|
|
View Full Version : Idea for a "Bookit" Plugin -- Maybe Kovid?
dsuden 05-22-2008, 07:41 AM Since discovering Kovid's wonderful web2lrf tool, I look at web pages in a different way. If I come across the large, interesting article on a web page, I immediately think about converting it to an e-book for more comfortable reading at my convenience in my Sony Reader. The only problem is that it takes some considerable effort at present, since I have to save the page to html, then open a DOS window (Start - Run - type in CMD, CD to the directory, and then try and remember and type-in all the necessary syntax, paths, and filenames to launch the conversion).
This morning, as I ran across a big web article in Firefox, it hit me. What about a Firefox front-end for web2lrf?!
The way it'd work... If you run across a great online article or other document you want to read off line in your reader, you'd click a little icon in a corner of the browser that looks like a book or a little bookworm or something, and the document would be instantly and automatically converted into an e-book and saved to your hard drive. Right-clicking on the icon would allow you to set options such as the place where files should be saved, etc. Or, instead maybe when you left-click the icon, a popup window would appear, letting you choose the where, filename, link-following, and other options supported by web2lrf. The latter would seem like the more powerful method since you could vary things with each e-book.
Am I the only one who thinks this would be amazingly cool?
jplumey 05-22-2008, 08:53 AM I think this might be a really useful tool, but I just don't know enough about how firefox would interact with the command line. I agree, it would be a cool little utility to have. Right now on my Mac I have an Automator script that does the same thing and works for any URL that I copy to my clipboard. I copy the URL (from a browser or email or whatever) and then run an Automator app that downloads the file and then executes the command line to convert the file to an LRF. Now if only Kovid has a command line utility to import into the database...
harrynewman 05-22-2008, 09:02 AM It is indeed a great idea.

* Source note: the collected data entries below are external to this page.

//! RFC 4514 DN text parsing.
//!
//! `dirsrv-core`'s `Dn::from_str` is a deliberately simplified parser for
//! internal use; this is the real one, handling backslash-escaped special
//! characters, hex-pair escapes, and the `#`-prefixed hex-string value
//! form (RFC 4514 §3 `hexstring`).

use crate::error::{DslError, DslResult};
use dirsrv_core::{Ava, Dn, Rdn};
use std::iter::Peekable;
use std::str::CharIndices;

const SPECIAL_CHARS: &[char] = &[',', '+', '"', '\\', '<', '>', ';', '='];

/// Parse a full DN string, leaf RDN first (RFC 4514 §2 textual order).
pub fn parse_dn(input: &str) -> DslResult<Dn> {
    let mut p = DnParser::new(input);
    let dn = p.parse_dn()?;
    p.expect_eof()?;
    Ok(dn)
}

/// Parse a single RDN, e.g. for use outside a full DN (a `newrdn` in a
/// modify-DN request).
pub fn parse_rdn(input: &str) -> DslResult<Rdn> {
    let mut p = DnParser::new(input);
    let rdn = p.parse_rdn()?;
    p.expect_eof()?;
    Ok(rdn)
}

struct DnParser<'a> {
    source: &'a str,
    chars: Peekable<CharIndices<'a>>,
}

impl<'a> DnParser<'a> {
    fn new(source: &'a str) -> Self {
        Self {
            source,
            chars: source.char_indices().peekable(),
        }
    }

    fn pos(&mut self) -> usize {
        self.chars.peek().map(|(i, _)| *i).unwrap_or(self.source.len())
    }

    fn peek(&mut self) -> Option<char> {
        self.chars.peek().map(|(_, c)| *c)
    }

    fn advance(&mut self) -> Option<char> {
        self.chars.next().map(|(_, c)| c)
    }

    fn expect_eof(&mut self) -> DslResult<()> {
        if let Some(c) = self.peek() {
            return Err(DslError::UnexpectedChar {
                found: c,
                pos: self.pos(),
                context: "end of DN",
            });
        }
        Ok(())
    }

    fn parse_dn(&mut self) -> DslResult<Dn> {
        if self.peek().is_none() {
            return Ok(Dn::root());
        }
        let mut rdns = vec![self.parse_rdn()?];
        while self.peek() == Some(',') {
            self.advance();
            rdns.push(self.parse_rdn()?);
        }
        Ok(Dn::from_rdns(rdns))
    }

    fn parse_rdn(&mut self) -> DslResult<Rdn> {
        let mut avas = vec![self.parse_ava()?];
        while self.peek() == Some('+') {
            self.advance();
            avas.push(self.parse_ava()?);
        }
        Ok(Rdn::from_avas(avas))
    }

    fn parse_ava(&mut self) -> DslResult<Ava> {
        let attr = self.parse_attribute_type()?;
        if self.advance() != Some('=') {
            return Err(DslError::UnexpectedChar {
                found: self.peek().unwrap_or('\0'),
                pos: self.pos(),
                context: "AVA (expected '=')",
            });
        }
        let value = self.parse_attribute_value()?;
        Ok(Ava::new(attr, value))
    }

    fn parse_attribute_type(&mut self) -> DslResult<String> {
        let start = self.pos();
        let mut s = String::new();
        while let Some(c) = self.peek() {
            if c == '=' {
                break;
            }
            s.push(c);
            self.advance();
        }
        let trimmed = s.trim().to_string();
        if trimmed.is_empty() {
            return Err(DslError::EmptyAttributeType(start));
        }
        Ok(trimmed)
    }

    /// `attributeValue` per RFC 4514 §3: either a hex-string (`#...`) or a
    /// run of characters with backslash escaping, terminated by an
    /// unescaped `,`, `+`, or end of input.
    fn parse_attribute_value(&mut self) -> DslResult<String> {
        if self.peek() == Some('#') {
            return self.parse_hex_value();
        }
        let mut chars: Vec<(char, bool)> = Vec::new();
        while let Some(c) = self.peek() {
            match c {
                ',' | '+' => break,
                '\\' => {
                    self.advance();
                    chars.push((self.parse_escape()?, true));
                }
                _ => {
                    chars.push((c, false));
                    self.advance();
                }
            }
        }
        // Unescaped leading/trailing spaces are insignificant; an escaped
        // one is part of the value (RFC 4514 §3).
        let start = chars.iter().position(|(c, esc)| *esc || *c != ' ').unwrap_or(chars.len());
        let end = chars
            .iter()
            .rposition(|(c, esc)| *esc || *c != ' ')
            .map(|i| i + 1)
            .unwrap_or(0);
        Ok(chars[start.min(end)..end].iter().map(|(c, _)| c).collect())
    }

    fn parse_hex_value(&mut self) -> DslResult<String> {
        let start = self.pos();
        self.advance(); // consume '#'
        let mut hex = String::new();
        while let Some(c) = self.peek() {
            if c == ',' || c == '+' {
                break;
            }
            hex.push(c);
            self.advance();
        }
        let bytes = hex::decode(hex.trim()).map_err(|_| DslError::InvalidHexEscape(start))?;
        String::from_utf8(bytes).map_err(|_| DslError::InvalidUtf8(start))
    }

    /// One escape sequence after a consumed backslash: either a hex pair
    /// (`\XX`) or a literal special character (`\,`, `\+`, `\"`, etc).
    fn parse_escape(&mut self) -> DslResult<char> {
        let pos = self.pos();
        let Some(c) = self.peek() else {
            return Err(DslError::UnexpectedEof("escape sequence"));
        };
        if c.is_ascii_hexdigit() {
            let hi = c;
            self.advance();
            let Some(lo) = self.peek() else {
                return Err(DslError::InvalidHexEscape(pos));
            };
            if !lo.is_ascii_hexdigit() {
                return Err(DslError::InvalidHexEscape(pos));
            }
            self.advance();
            let byte = u8::from_str_radix(&format!("{hi}{lo}"), 16)
                .map_err(|_| DslError::InvalidHexEscape(pos))?;
            return Ok(byte as char);
        }
        if SPECIAL_CHARS.contains(&c) || c == ' ' || c == '#' {
            self.advance();
            return Ok(c);
        }
        Err(DslError::UnexpectedChar {
            found: c,
            pos,
            context: "escape sequence",
        })
    }
}

#[cfg(test)]
mod tests {
    use super::*;

    #[test]
    fn parses_simple_single_rdn() {
        let dn = parse_dn("cn=alice").unwrap();
        assert_eq!(dn.size(), 1);
        assert_eq!(dn.leaf_rdn().unwrap().value_of("cn"), Some("alice"));
    }

    #[test]
    fn parses_multi_rdn_dn_in_leaf_first_order() {
        let dn = parse_dn("cn=alice,ou=users,dc=example,dc=com").unwrap();
        assert_eq!(dn.size(), 4);
        assert_eq!(dn.rdn(0).unwrap().value_of("cn"), Some("alice"));
        assert_eq!(dn.rdn(3).unwrap().value_of("dc"), Some("com"));
    }

    #[test]
    fn parses_multi_valued_rdn() {
        let dn = parse_dn("cn=alice+uid=asmith,dc=example").unwrap();
        let leaf = dn.leaf_rdn().unwrap();
        assert!(leaf.is_multi_valued());
        assert_eq!(leaf.value_of("uid"), Some("asmith"));
    }

    #[test]
    fn unescapes_backslash_comma_inside_value() {
        let dn = parse_dn("cn=Smith\\, Alice,dc=example").unwrap();
        assert_eq!(dn.leaf_rdn().unwrap().value_of("cn"), Some("Smith, Alice"));
    }

    #[test]
    fn unescapes_hex_pair() {
        let dn = parse_dn("cn=Lu\\c4\\8di\\c4\\87,dc=example").unwrap();
        assert_eq!(dn.leaf_rdn().unwrap().value_of("cn"), Some("Lučić"));
    }

    #[test]
    fn parses_hash_prefixed_hex_string_value() {
        // "hi" as hex
        let dn = parse_dn("cn=#6869,dc=example").unwrap();
        assert_eq!(dn.leaf_rdn().unwrap().value_of("cn"), Some("hi"));
    }

    #[test]
    fn empty_string_parses_to_root_dn() {
        let dn = parse_dn("").unwrap();
        assert!(dn.is_root());
    }

    #[test]
    fn rejects_empty_attribute_type() {
        assert!(parse_dn("=alice,dc=example").is_err());
    }

    #[test]
    fn trims_insignificant_surrounding_whitespace() {
        let dn = parse_dn("cn = alice , dc = example").unwrap();
        assert_eq!(dn.leaf_rdn().unwrap().value_of("cn"), Some("alice"));
    }
}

The Librie (prs-500 predecessor) actually came with a tool for IE that did just what you suggest. I used it quite often to convert html ebooks.
Mr. Goodbar 05-22-2008, 09:22 AM For anyone that every used iSilo on a palm or pocket pc it had a plugin for Internet Explorer that would do this. You also had the capability to set the link depth level as well as whether that applied to just that site or off site links as well. Was a very easy way to grab online magazines, newspapers etc.

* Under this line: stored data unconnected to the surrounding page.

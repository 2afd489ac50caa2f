//! Core data types for the directory server.
//!
//! Pure data and schema-aware operations on it — DN/RDN, entries, values,
//! modifications, filters, schema registries, and the identifiers used to
//! name and order things (`EntryId`, `Csn`, `Revision`). No interceptor
//! logic, no storage engine, no wire protocol: those live in the other
//! crates that depend on this one.

mod administrative_role;
mod config;
mod dn;
mod entry;
mod error;
mod filter;
mod health;
mod identity;
mod modification;
pub mod schema;
mod value;

pub use administrative_role::AdministrativeRoles;
pub use config::{DirectoryConfig, LimitsConfig, PartitionConfig};
pub use dn::{escape_rdn_value, Ava, Dn, NormalizedAva, Rdn};
pub use entry::Entry;
pub use error::{DirectoryError, DirectoryResult, LimitKind};
pub use filter::{ExtensibleFilter, Filter, SubstringFilter};
pub use health::{HealthCheck, HealthStatus};
pub use identity::{Csn, CsnFactory, EntryId, EntryIdAllocator, EntryUuid, ReplicaId, Revision, Timestamp};
pub use modification::{apply_modifications, apply_operational_modifications, Modification, ModificationKind};
pub use schema::{ObjectClassKind, SchemaRegistry};
pub use value::{AttributeValue, RawValue};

dsuden 05-22-2008, 10:58 AM Hi jplumley
If the utility is capable of taking variables from the command line, it should also be capable, with some adaptation, to be fed variables by a GUI of the kind I've described. The beauty of the plugin approach is that it would allow users to work in a very intuitive manner, right from within their browser. :-)
Dane
kovidgoyal 05-22-2008, 11:45 AM Sure, this would be a great idea, except that I don't know anything about writing firefox plugins (I use konqueror myself), but if someone wants to do this, I'll be happy to provide whatever support is needed from the calibre end.
beowulf573 05-22-2008, 03:08 PM Hmm, at first glance it doesn't look like it would be that hard. My wife has a working dinner tonight, let me see if I can through together a quick prototype.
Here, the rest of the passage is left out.